Record set -
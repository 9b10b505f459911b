//! Tests for the attendance endpoints.

use axum::{
    extract::{Path, State},
    http::{HeaderMap, HeaderValue, StatusCode},
    response::IntoResponse,
    Json,
};
use keshav::{
    model::attendance::CheckInDto,
    server::{
        controller::{
            attendance::{check_in, get_attendance_summary, get_event_roster, toggle_attendance},
            util::viewer::VIEWER_HEADER,
        },
        data::attendance::AttendanceRepository,
        model::app::AppState,
    },
};
use keshav_test_utils::prelude::*;

fn viewer_headers(user_id: i32) -> HeaderMap {
    let mut headers = HeaderMap::new();
    headers.insert(
        VIEWER_HEADER,
        HeaderValue::from_str(&user_id.to_string()).unwrap(),
    );
    headers
}

/// Expect 200 OK with the roster for an admin viewer
#[tokio::test]
async fn get_event_roster_success() -> Result<(), TestError> {
    let test = TestBuilder::new().with_attendance_tables().build().await?;
    let (_, unit) = test.org().insert_region_with_unit("North", "North A").await?;
    let member = test.org().insert_mock_member(1, unit.id).await?;
    let (project, event) = test.projects().insert_project_with_event("Winter Camp").await?;
    test.projects()
        .insert_registration(project.id, member.id, None)
        .await?;
    let admin = test.users().insert_user("admin", "male", None).await?;

    let result = get_event_roster(
        State(test.to_app_state::<AppState>()),
        Path(event.id),
        viewer_headers(admin.id),
    )
    .await;

    assert!(result.is_ok());
    let resp = result.unwrap().into_response();
    assert_eq!(resp.status(), StatusCode::OK);

    Ok(())
}

/// Expect 404 NOT FOUND for the roster of a missing event
#[tokio::test]
async fn get_event_roster_unknown_event() -> Result<(), TestError> {
    let test = TestBuilder::new().with_attendance_tables().build().await?;
    let admin = test.users().insert_user("admin", "male", None).await?;

    let result = get_event_roster(
        State(test.to_app_state::<AppState>()),
        Path(404),
        viewer_headers(admin.id),
    )
    .await;

    assert!(result.is_err());
    let resp = result.err().unwrap().into_response();
    assert_eq!(resp.status(), StatusCode::NOT_FOUND);

    Ok(())
}

/// Expect toggling to mark a member present and a second toggle to unmark them
#[tokio::test]
async fn toggle_attendance_marks_and_unmarks() -> Result<(), TestError> {
    let test = TestBuilder::new().with_attendance_tables().build().await?;
    let (_, unit) = test.org().insert_region_with_unit("North", "North A").await?;
    let member = test.org().insert_mock_member(1, unit.id).await?;
    let (_, event) = test.projects().insert_project_with_event("Winter Camp").await?;

    let state = test.to_app_state::<AppState>();

    let result = toggle_attendance(State(state.clone()), Path((event.id, member.id))).await;
    assert!(result.is_ok());
    let resp = result.unwrap().into_response();
    assert_eq!(resp.status(), StatusCode::OK);

    let attendance_repo = AttendanceRepository::new(&test.db);
    assert!(attendance_repo
        .get_by_event_and_member(event.id, member.id)
        .await?
        .is_some());

    let result = toggle_attendance(State(state), Path((event.id, member.id))).await;
    assert!(result.is_ok());

    assert!(attendance_repo
        .get_by_event_and_member(event.id, member.id)
        .await?
        .is_none());

    Ok(())
}

/// Expect 404 NOT FOUND when toggling attendance for a missing event
#[tokio::test]
async fn toggle_attendance_unknown_event() -> Result<(), TestError> {
    let test = TestBuilder::new().with_attendance_tables().build().await?;

    let result = toggle_attendance(State(test.to_app_state::<AppState>()), Path((404, 1))).await;

    assert!(result.is_err());
    let resp = result.err().unwrap().into_response();
    assert_eq!(resp.status(), StatusCode::NOT_FOUND);

    Ok(())
}

/// Expect badge check-in to return 200 OK and persist the mark
#[tokio::test]
async fn check_in_success() -> Result<(), TestError> {
    let test = TestBuilder::new().with_attendance_tables().build().await?;
    let (_, unit) = test.org().insert_region_with_unit("North", "North A").await?;
    let member = test.org().insert_mock_member(1, unit.id).await?;
    let (project, event) = test.projects().insert_project_with_event("Winter Camp").await?;
    test.projects()
        .insert_registration(project.id, member.id, Some("BDG-1"))
        .await?;

    let result = check_in(
        State(test.to_app_state::<AppState>()),
        Path(event.id),
        Json(CheckInDto {
            badge_code: "BDG-1".to_string(),
        }),
    )
    .await;

    assert!(result.is_ok());
    let resp = result.unwrap().into_response();
    assert_eq!(resp.status(), StatusCode::OK);

    let attendance_repo = AttendanceRepository::new(&test.db);
    assert!(attendance_repo
        .get_by_event_and_member(event.id, member.id)
        .await?
        .is_some());

    Ok(())
}

/// Expect 404 NOT FOUND for an unknown badge code
#[tokio::test]
async fn check_in_unknown_badge() -> Result<(), TestError> {
    let test = TestBuilder::new().with_attendance_tables().build().await?;
    let (_, event) = test.projects().insert_project_with_event("Winter Camp").await?;

    let result = check_in(
        State(test.to_app_state::<AppState>()),
        Path(event.id),
        Json(CheckInDto {
            badge_code: "BDG-404".to_string(),
        }),
    )
    .await;

    assert!(result.is_err());
    let resp = result.err().unwrap().into_response();
    assert_eq!(resp.status(), StatusCode::NOT_FOUND);

    Ok(())
}

/// Expect 200 OK with per-unit counts for the summary endpoint
#[tokio::test]
async fn get_attendance_summary_success() -> Result<(), TestError> {
    let test = TestBuilder::new().with_attendance_tables().build().await?;
    let (_, unit) = test.org().insert_region_with_unit("North", "North A").await?;
    let member = test.org().insert_mock_member(1, unit.id).await?;
    let (project, event) = test.projects().insert_project_with_event("Winter Camp").await?;
    test.projects()
        .insert_registration(project.id, member.id, None)
        .await?;

    let attendance_repo = AttendanceRepository::new(&test.db);
    attendance_repo.insert(event.id, member.id).await?;

    let result = get_attendance_summary(State(test.to_app_state::<AppState>()), Path(event.id)).await;

    assert!(result.is_ok());
    let resp = result.unwrap().into_response();
    assert_eq!(resp.status(), StatusCode::OK);

    Ok(())
}
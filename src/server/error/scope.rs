use axum::{
    http::StatusCode,
    response::{IntoResponse, Response},
    Json,
};
use thiserror::Error;

use crate::model::api::ErrorDto;

#[derive(Error, Debug)]
pub enum ScopeError {
    #[error("Viewer header is not present on the request")]
    MissingViewerHeader,
    #[error("Viewer header could not be parsed as a user ID")]
    InvalidViewerHeader,
    #[error("Viewer user ID {0:?} not found in database")]
    ViewerNotFound(i32),
}

impl IntoResponse for ScopeError {
    fn into_response(self) -> Response {
        match self {
            Self::MissingViewerHeader => {
                tracing::debug!("{}", self);

                (
                    StatusCode::UNAUTHORIZED,
                    Json(ErrorDto {
                        error: "Viewer identity is required".to_string(),
                    }),
                )
                    .into_response()
            }
            Self::InvalidViewerHeader => {
                tracing::debug!("{}", self);

                (
                    StatusCode::BAD_REQUEST,
                    Json(ErrorDto {
                        error: "Viewer identity is malformed".to_string(),
                    }),
                )
                    .into_response()
            }
            Self::ViewerNotFound(user_id) => {
                tracing::debug!(user_id = %user_id, "{}", self);

                (
                    StatusCode::NOT_FOUND,
                    Json(ErrorDto {
                        error: "Viewer not found".to_string(),
                    }),
                )
                    .into_response()
            }
        }
    }
}
//! Viewer roles and visibility scope.
//!
//! Role strings stored on `keshav_user` rows are parsed once into a closed [`Role`]
//! variant; everything downstream matches on the variant instead of comparing strings.
//! An unknown role string maps to [`Role::Unrecognized`], which resolves to a scope
//! that matches nothing.

/// Role assigned to a Keshav user, parsed from the stored role string.
#[derive(Clone, Copy, Debug, PartialEq, Eq)]
pub enum Role {
    /// Full visibility across the organization, exempt from the gender gate.
    Admin,
    /// Visibility limited to explicitly assigned units.
    Coordinator,
    /// Visibility limited to the user's own region.
    RegionHead,
    /// Unknown role string; resolves to an empty scope.
    Unrecognized,
}

impl Role {
    pub fn parse(role: &str) -> Self {
        match role {
            "admin" => Self::Admin,
            "coordinator" => Self::Coordinator,
            "region_head" => Self::RegionHead,
            _ => Self::Unrecognized,
        }
    }

    pub fn as_str(&self) -> &'static str {
        match self {
            Self::Admin => "admin",
            Self::Coordinator => "coordinator",
            Self::RegionHead => "region_head",
            Self::Unrecognized => "unrecognized",
        }
    }
}

/// Organizational reach of a resolved role.
#[derive(Clone, Debug, PartialEq, Eq)]
pub enum RoleScope {
    /// Every unit and region is visible.
    Global,
    /// Only the listed unit IDs are visible.
    Units(Vec<i32>),
    /// Only units belonging to this region ID are visible.
    Region(i32),
    /// Nothing is visible.
    Unrecognized,
}

/// The fully resolved visibility of one viewer: organizational scope plus the
/// optional gender gate applied to roster rows.
#[derive(Clone, Debug, PartialEq, Eq)]
pub struct ViewerScope {
    pub scope: RoleScope,
    /// When set, only roster rows with this gender are visible.
    pub gender_gate: Option<String>,
}

impl ViewerScope {
    /// Scope that matches nothing, used for unrecognized roles.
    pub fn empty() -> Self {
        Self {
            scope: RoleScope::Unrecognized,
            gender_gate: None,
        }
    }
}

#[cfg(test)]
mod tests {
    use super::*;

    #[test]
    fn parses_known_role_strings() {
        assert_eq!(Role::parse("admin"), Role::Admin);
        assert_eq!(Role::parse("coordinator"), Role::Coordinator);
        assert_eq!(Role::parse("region_head"), Role::RegionHead);
    }

    #[test]
    fn unknown_role_string_is_unrecognized() {
        assert_eq!(Role::parse("superuser"), Role::Unrecognized);
        assert_eq!(Role::parse(""), Role::Unrecognized);
        // Matching is exact, no case folding
        assert_eq!(Role::parse("Admin"), Role::Unrecognized);
    }

    #[test]
    fn role_round_trips_through_as_str() {
        for role in [Role::Admin, Role::Coordinator, Role::RegionHead] {
            assert_eq!(Role::parse(role.as_str()), role);
        }
    }
}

Exercise - Out of the records above, pull each line containing the word "resolved".

Solution -
/// Organizational reach of a resolved role.
/// The fully resolved visibility of one viewer: organizational scope plus the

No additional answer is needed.